Health Care Spending 2004

Growth in U.S. health care spending slowed for the second straight year in 2004, increasing by only 7.9%, according to the Centers for Medicare and Medicaid Services' annual report on health care spending. This compares with an 8.2% growth rate in 2003 and a 9.1% growth rate in 2002. The report attributed slower growth in prescription drug spending as a contributor to this overall slowdown. In 2004, prescription drugs accounted for only 11% of the growth in national health care expenditures, a smaller share of the increase than in recent years. In a statement, the Pharmaceutical Care Management Association attributed the slowdown to increased reliance on generic drugs and mail-service pharmacies. Spending for physician services grew 9.0% in 2004, nearly the same as 2003's 8.6% increase. Hospital spending, by comparison, continued on its upswing, accounting for 28% of the growth in personal health spending between 1997 and 2000 and increasing to 38% by 2002–2004.

Foreign Drug, Wrong Drug

Filling prescriptions abroad may have adverse health consequences because of confusion about drug brand names, the Food and Drug Administration cautioned in an advisory. In an investigation, the agency found that many foreign medications, although marketed under the same or similar-sounding brand names as those in the United States, contain different active ingredients. For example, Norpramin is the brand name for the antidepressant desipramine in the United States. In Spain, the same brand name is used for a drug that contains the proton pump inhibitor omeprazole. The FDA also found 105 U.S. brand names with foreign counterparts which look or sound so similar that consumers who fill such prescriptions abroad may receive a drug with the wrong active ingredient. For example, in the United Kingdom, Amyben is the brand name for the antiarrhythmia drug amiodarone. In the United States, Ambien is the brand name for the hypnotic zolpidem.

Assessing Emergency Care

Emergency care provided in 80% of the states earned mediocre or near failing grades according to the first-ever National Report Card on the State of Emergency Medicine, conducted by the American College of Emergency Physicians. Overall, the nation's emergency medical care system received a grade of C-. Half the states provided less-than-average support for their emergency medical systems, earning poor or near-failing grades.

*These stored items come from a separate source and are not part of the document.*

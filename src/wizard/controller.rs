//! Step controller.
//!
//! Drives one step through `Rendering -> AwaitingInput -> {Validating -> AwaitingInput |
//! Advancing | Aborting}`. The controller owns the step's draft value; the collected map
//! is only read.

use super::collector::{Collector, CollectorEvent, Input, Platform};
use super::orchestrator::AbortReason;
use super::render::{Frame, render};
use super::step::StepDefinition;
use super::validate::Verdict;
use super::value::{Collected, Value};
use tracing::{debug, warn};

/// Phase of a running step.
#[derive(Clone, Copy, Debug, PartialEq, Eq)]
pub enum Phase {
    /// Building and showing the prompt
    Rendering,
    /// Collector armed, waiting for the invoker
    AwaitingInput,
    /// Checking a value-producing signal
    Validating,
    /// Step finished with a value
    Advancing,
    /// Wizard is being abandoned
    Aborting,
}

/// How a step ended.
#[derive(Clone, Debug, PartialEq, Eq)]
pub enum StepOutcome {
    /// Store this value and move to the next step
    Advance(Value),
    /// Stop the wizard
    Abort(AbortReason),
}

/// Runs a single step.
pub struct StepController<'s> {
    step: &'s StepDefinition,
    frame: Frame<'s>,
    invoker_id: u64,
    draft: Option<Value>,
    phase: Phase,
}

impl<'s> StepController<'s> {
    /// Creates a controller for `step`, positioned by `frame`.
    #[must_use]
    pub const fn new(step: &'s StepDefinition, frame: Frame<'s>, invoker_id: u64) -> Self {
        Self {
            step,
            frame,
            invoker_id,
            draft: None,
            phase: Phase::Rendering,
        }
    }

    /// Current phase.
    #[must_use]
    pub const fn phase(&self) -> Phase {
        self.phase
    }

    /// Current draft value.
    #[must_use]
    pub const fn draft(&self) -> Option<&Value> {
        self.draft.as_ref()
    }

    fn enter(&mut self, phase: Phase) {
        debug!(step = %self.step.key, from = ?self.phase, to = ?phase, "step phase");
        self.phase = phase;
    }

    /// Renders the step, then collects signals until the step advances or aborts.
    pub async fn run<P: Platform>(&mut self, platform: &mut P, collected: &Collected) -> StepOutcome {
        self.enter(Phase::Rendering);
        let prompt = render(self.frame, self.step, None, collected, None);
        if let Err(e) = platform.render(&prompt).await {
            warn!(step = %self.step.key, "Failed to render step: {e}");
            self.enter(Phase::Aborting);
            return StepOutcome::Abort(AbortReason::Render(e.to_string()));
        }

        let mut collector = Collector::arm(platform, self.invoker_id, self.step.idle_timeout);
        self.enter(Phase::AwaitingInput);

        loop {
            let input = match collector.next().await {
                CollectorEvent::Signal(input) => input,
                CollectorEvent::TimedOut => {
                    self.enter(Phase::Aborting);
                    return StepOutcome::Abort(AbortReason::Timeout);
                }
                CollectorEvent::Closed => {
                    self.enter(Phase::Aborting);
                    return StepOutcome::Abort(AbortReason::Closed);
                }
            };

            if input == Input::Continue {
                match self.step.confirm(self.draft.as_ref()) {
                    Ok(value) => {
                        self.enter(Phase::Advancing);
                        return StepOutcome::Advance(value);
                    }
                    Err(rejection) => {
                        debug!(step = %self.step.key, %rejection, "continue refused");
                        let notice = rejection.to_string();
                        self.rerender(&mut collector, collected, Some(&notice)).await;
                    }
                }
                continue;
            }

            self.enter(Phase::Validating);
            match self.step.validate(&input, self.draft.as_ref(), collected) {
                Verdict::Accepted(value) => {
                    self.draft = Some(value);
                    self.rerender(&mut collector, collected, None).await;
                }
                Verdict::Rejected(rejection) => {
                    debug!(step = %self.step.key, %rejection, "input rejected");
                    if let Err(e) = collector.platform().notify(&rejection.to_string()).await {
                        warn!(step = %self.step.key, "Failed to send rejection notice: {e}");
                    }
                }
                Verdict::Ignored => {
                    debug!(step = %self.step.key, ?input, "input ignored");
                }
            }
            self.enter(Phase::AwaitingInput);
        }
    }

    async fn rerender<P: Platform>(
        &self,
        collector: &mut Collector<'_, P>,
        collected: &Collected,
        notice: Option<&str>,
    ) {
        let prompt = render(self.frame, self.step, self.draft.as_ref(), collected, notice);
        if let Err(e) = collector.platform().render(&prompt).await {
            warn!(step = %self.step.key, "Failed to re-render step: {e}");
        }
    }
}

#[cfg(test)]
mod tests {
    #![allow(clippy::unwrap_used)]
    use super::*;
    use crate::test_utils::{INVOKER, ScriptedPlatform, add_entry, list_step, role_step, select};
    use crate::wizard::collector::Signal;

    const FRAME: Frame<'static> = Frame {
        wizard: "Test",
        position: 0,
        total: 1,
    };

    #[tokio::test(start_paused = true)]
    async fn test_continue_without_required_value_stays() {
        let (mut platform, script) = ScriptedPlatform::new();
        let step = role_step();
        script.send(Signal::new(INVOKER, Input::Continue));

        let mut controller = StepController::new(&step, FRAME, INVOKER);
        let outcome = controller.run(&mut platform, &Collected::new()).await;

        // Nothing else arrives, so the step eventually times out
        assert_eq!(outcome, StepOutcome::Abort(AbortReason::Timeout));
        assert_eq!(platform.renders.len(), 2);
        assert!(platform.renders[1].notice.is_some());
        assert!(controller.draft().is_none());
        drop(script);
    }

    #[tokio::test]
    async fn test_last_selection_wins() {
        let (mut platform, script) = ScriptedPlatform::new();
        let step = role_step();
        script.send(select("1"));
        script.send(select("2"));
        script.send(Signal::new(INVOKER, Input::Continue));

        let mut controller = StepController::new(&step, FRAME, INVOKER);
        let outcome = controller.run(&mut platform, &Collected::new()).await;

        assert_eq!(outcome, StepOutcome::Advance(Value::Choice("2".to_string())));
        assert_eq!(controller.phase(), Phase::Advancing);
        assert_eq!(platform.renders.len(), 3);
    }

    #[tokio::test]
    async fn test_rejection_notifies_without_touching_draft() {
        let (mut platform, script) = ScriptedPlatform::new();
        let step = list_step(5);
        script.send(add_entry("Billing"));
        script.send(add_entry("Billing"));
        script.send(Signal::new(INVOKER, Input::Continue));

        let mut controller = StepController::new(&step, FRAME, INVOKER);
        let outcome = controller.run(&mut platform, &Collected::new()).await;

        let StepOutcome::Advance(Value::List(entries)) = outcome else {
            panic!("step did not advance");
        };
        assert_eq!(entries.len(), 1);
        assert_eq!(entries[0].label, "Billing");
        assert_eq!(platform.notices.len(), 1);
        assert!(platform.notices[0].contains("already exists"));
    }

    #[tokio::test]
    async fn test_failed_first_render_aborts() {
        let (mut platform, script) = ScriptedPlatform::new();
        platform.fail_renders = true;
        let step = role_step();
        script.send(select("1"));

        let mut controller = StepController::new(&step, FRAME, INVOKER);
        let outcome = controller.run(&mut platform, &Collected::new()).await;

        assert!(matches!(outcome, StepOutcome::Abort(AbortReason::Render(_))));
        assert_eq!(platform.max_armed, 0);
    }
}
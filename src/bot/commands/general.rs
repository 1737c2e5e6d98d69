//! General Discord commands - ping and help.
//! These commands don't touch the database.

// Inner module to suppress missing_docs warnings for poise macro-generated code
mod inner {
    #![allow(missing_docs)]

    use crate::{
        bot::BotData,
        errors::{Error, Result},
    };

    /// Responds with "Pong!" to test bot connectivity.
    #[poise::command(slash_command, prefix_command)]
    pub async fn ping(ctx: poise::Context<'_, BotData, Error>) -> Result<()> {
        ctx.say("Pong!").await?;
        Ok(())
    }

    /// Displays help information about available commands.
    #[poise::command(slash_command, prefix_command)]
    pub async fn help(ctx: poise::Context<'_, BotData, Error>) -> Result<()> {
        let help_text = "**PanelBuddy Help**\n\
        PanelBuddy sets up ticket and reaction-role panels through guided, step-by-step setups.\n\n\
        **Ticket Panels**\n\
        • `/ticket setup` - Walks you through staff role, ticket limits, transcripts, ticket types and channels.\n\
        • `/ticket list` - Shows this server's ticket panels.\n\
        • `/ticket remove <id>` - Deletes a ticket panel.\n\n\
        **Reaction-Role Panels**\n\
        • `/reactionrole setup` - Walks you through channel, panel text and role buttons.\n\
        • `/reactionrole list` - Shows this server's reaction-role panels.\n\
        • `/reactionrole remove <id>` - Deletes a reaction-role panel.\n\n\
        **Utility Commands**\n\
        • `/ping` - Checks if the bot is responsive.\n\
        • `/help` - Shows this help message.\n\n\
        Setup and removal require the **Manage Server** permission. \
        Each setup step times out after a minute without input.";

        ctx.say(help_text).await?;
        Ok(())
    }
}

// Re-export all commands
pub use inner::*;
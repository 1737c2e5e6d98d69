//! Discord interaction handlers
//!
//! This module provides the Discord side of setup wizards and the handlers for
//! buttons on published panels, plus the gateway event entry point.

/// Buttons on published ticket and reaction-role panels
pub mod panels;
/// Wizard platform backed by Discord components and modals
pub mod wizard;

use crate::{
    bot::BotData,
    errors::{Error, Result},
};
use poise::serenity_prelude as serenity;
use tracing::{error, info};

/// Gateway events not handled by poise commands.
pub async fn event_handler(
    ctx: &serenity::Context,
    event: &serenity::FullEvent,
    _framework: poise::FrameworkContext<'_, BotData, Error>,
    data: &BotData,
) -> Result<()> {
    match event {
        serenity::FullEvent::Ready { data_about_bot } => {
            info!("{} is connected", data_about_bot.user.name);
        }
        serenity::FullEvent::InteractionCreate {
            interaction: serenity::Interaction::Component(component),
        } => {
            if let Err(e) = panels::handle_interaction(ctx, component, data).await {
                error!(custom_id = %component.data.custom_id, "Panel interaction failed: {e}");
            }
        }
        _ => {}
    }
    Ok(())
}
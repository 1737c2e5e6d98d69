//! Input collection.
//!
//! [`Platform`] is the seam to the hosting chat platform: it renders prompts and
//! produces interaction signals. A [`Collector`] is the bounded-lifetime listener
//! armed on top of it for one step. It only lets through signals from the invoking
//! user and gives up once the idle window passes without one.

use super::render::Prompt;
use crate::errors::Result;
use std::collections::BTreeMap;
use std::future::Future;
use std::time::Duration;
use tokio::time::{Instant, timeout_at};
use tracing::trace;

/// Raw user input carried by a signal.
#[derive(Clone, Debug, PartialEq, Eq)]
pub enum Input {
    /// Continue / confirm button
    Continue,
    /// Selection from a choice control (ids or option values)
    Select(Vec<String>),
    /// Submitted form, keyed by field key
    Submit(BTreeMap<String, String>),
    /// New list entry: the picked value (if the step has a picker) and its form fields
    AddEntry {
        /// Picked value
        value: Option<String>,
        /// Submitted entry form
        fields: BTreeMap<String, String>,
    },
    /// Remove the list entry at this index
    RemoveEntry(usize),
}

/// One interaction from some user.
#[derive(Clone, Debug, PartialEq, Eq)]
pub struct Signal {
    /// Platform id of the interacting user
    pub user_id: u64,
    /// What they did
    pub input: Input,
}

impl Signal {
    /// Creates a signal.
    #[must_use]
    pub const fn new(user_id: u64, input: Input) -> Self {
        Self { user_id, input }
    }
}

/// The hosting chat platform, as seen by the wizard.
///
/// Implementations must keep rendering in one place: the first `render` creates the
/// wizard message, later ones edit it in place.
pub trait Platform: Send {
    /// Shows `prompt`, replacing whatever the wizard showed before.
    fn render(&mut self, prompt: &Prompt) -> impl Future<Output = Result<()>> + Send;

    /// Shows `text` to the invoking user only, without touching the wizard message.
    fn notify(&mut self, text: &str) -> impl Future<Output = Result<()>> + Send;

    /// Waits for the next interaction on the wizard message. `None` means the
    /// platform will never deliver another one.
    fn next_signal(&mut self) -> impl Future<Output = Option<Signal>> + Send;

    /// Called for signals from users other than the invoker.
    fn reject_foreign(&mut self, signal: &Signal) -> impl Future<Output = ()> + Send {
        let _ = signal;
        async {}
    }

    /// A collector started listening.
    fn collector_armed(&mut self) {}

    /// A collector stopped listening.
    fn collector_stopped(&mut self) {}
}

/// What a collector produced.
#[derive(Clone, Debug, PartialEq, Eq)]
pub enum CollectorEvent {
    /// Input from the invoker
    Signal(Input),
    /// The idle window passed without input from the invoker
    TimedOut,
    /// The platform stopped delivering signals
    Closed,
}

/// Listener for one step, filtered to one user and bounded by an idle window.
///
/// The collector holds the platform mutably for its whole lifetime, so a session can
/// never have two collectors armed at once. Dropping it stops it.
pub struct Collector<'a, P: Platform> {
    platform: &'a mut P,
    invoker_id: u64,
    idle: Duration,
    deadline: Instant,
}

impl<'a, P: Platform> Collector<'a, P> {
    /// Arms a collector; the idle window starts now.
    pub fn arm(platform: &'a mut P, invoker_id: u64, idle: Duration) -> Self {
        platform.collector_armed();
        trace!(invoker_id, ?idle, "collector armed");
        Self {
            platform,
            invoker_id,
            idle,
            deadline: Instant::now() + idle,
        }
    }

    /// Waits for the next signal from the invoker.
    ///
    /// Signals from other users are handed to [`Platform::reject_foreign`] and do not
    /// extend the idle window. Each accepted signal restarts it.
    pub async fn next(&mut self) -> CollectorEvent {
        loop {
            match timeout_at(self.deadline, self.platform.next_signal()).await {
                Err(_) => return CollectorEvent::TimedOut,
                Ok(None) => return CollectorEvent::Closed,
                Ok(Some(signal)) if signal.user_id != self.invoker_id => {
                    trace!(user_id = signal.user_id, "ignoring signal from another user");
                    self.platform.reject_foreign(&signal).await;
                }
                Ok(Some(signal)) => {
                    self.deadline = Instant::now() + self.idle;
                    return CollectorEvent::Signal(signal.input);
                }
            }
        }
    }

    /// The platform behind this collector, for re-rendering while it stays armed.
    pub fn platform(&mut self) -> &mut P {
        self.platform
    }
}

impl<P: Platform> Drop for Collector<'_, P> {
    fn drop(&mut self) {
        self.platform.collector_stopped();
        trace!(invoker_id = self.invoker_id, "collector stopped");
    }
}

#[cfg(test)]
mod tests {
    use super::*;
    use crate::test_utils::{INVOKER, ScriptedPlatform};

    #[tokio::test(start_paused = true)]
    async fn test_foreign_signals_are_filtered() {
        let (mut platform, script) = ScriptedPlatform::new();
        script.send(Signal::new(7, Input::Continue));
        script.send(Signal::new(INVOKER, Input::Select(vec!["1".into()])));

        let mut collector = Collector::arm(&mut platform, INVOKER, Duration::from_secs(60));
        assert_eq!(
            collector.next().await,
            CollectorEvent::Signal(Input::Select(vec!["1".into()]))
        );
        drop(collector);
        assert_eq!(platform.foreign, 1);
    }

    #[tokio::test(start_paused = true)]
    async fn test_idle_timeout_fires() {
        let (mut platform, script) = ScriptedPlatform::new();
        let mut collector = Collector::arm(&mut platform, INVOKER, Duration::from_secs(60));
        assert_eq!(collector.next().await, CollectorEvent::TimedOut);
        drop(collector);
        drop(script);
    }

    #[tokio::test(start_paused = true)]
    async fn test_foreign_signals_do_not_extend_idle_window() {
        let (mut platform, script) = ScriptedPlatform::new();
        let started = Instant::now();
        let mut collector = Collector::arm(&mut platform, INVOKER, Duration::from_secs(60));

        let sender = script.clone();
        tokio::spawn(async move {
            for _ in 0..5 {
                tokio::time::sleep(Duration::from_secs(20)).await;
                sender.send(Signal::new(7, Input::Continue));
            }
        });

        assert_eq!(collector.next().await, CollectorEvent::TimedOut);
        assert!(started.elapsed() < Duration::from_secs(61));
    }

    #[tokio::test]
    async fn test_closed_platform() {
        let (mut platform, script) = ScriptedPlatform::new();
        drop(script);
        let mut collector = Collector::arm(&mut platform, INVOKER, Duration::from_secs(60));
        assert_eq!(collector.next().await, CollectorEvent::Closed);
    }

    #[tokio::test]
    async fn test_arm_and_drop_are_tracked() {
        let (mut platform, _script) = ScriptedPlatform::new();
        {
            let _collector = Collector::arm(&mut platform, INVOKER, Duration::from_secs(1));
        }
        assert_eq!(platform.armed, 0);
        assert_eq!(platform.max_armed, 1);
    }
}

No state received an overall A grade, although the highest overall B grades were given to California, ranked first in the nation, followed by Massachusetts, Connecticut, and the District of Columbia. Arkansas, Idaho, and Utah had the weakest systems, receiving the worst overall grade of D. Emergency care suffers from overcrowding, declining access, high liability costs, and a dwindling capacity to deal with public health or terrorist disasters, the report stated. “Americans assume they will receive lifesaving emergency care when and where they need it, but increasingly this isn't the case,” said Dr. Frederick C. Blum, ACEP president. “In a nation that has prided itself on providing the highest-quality medical care in the world, anything less than an A is unacceptable.”

Evidence-Based Research

More cost-effectiveness studies are needed to evaluate public health interventions, according to Barbara K. Rimer, Dr.P.H., a member of the Task Force on Community Preventive Services who spoke at an audioconference sponsored by AcademyHealth, Washington. The task force is an independent, nonfederal group that was convened by the Department of Health and Human Services and is supported by staff from the Centers for Disease Control and Prevention and other public and private partners. Cost information is especially important as groups have to make decisions about scarce resources, she said. There are a number of areas where researchers can build on existing evidence-based public health research, said Dr. Rimer, who is also the dean of the school of public health at the University of North Carolina in Chapel Hill. For example, researchers should evaluate what are the most effective sites for public health interventions and which providers are more effective in delivering those interventions. There are also unanswered questions about the best duration for proven approaches such as disease screening, she said.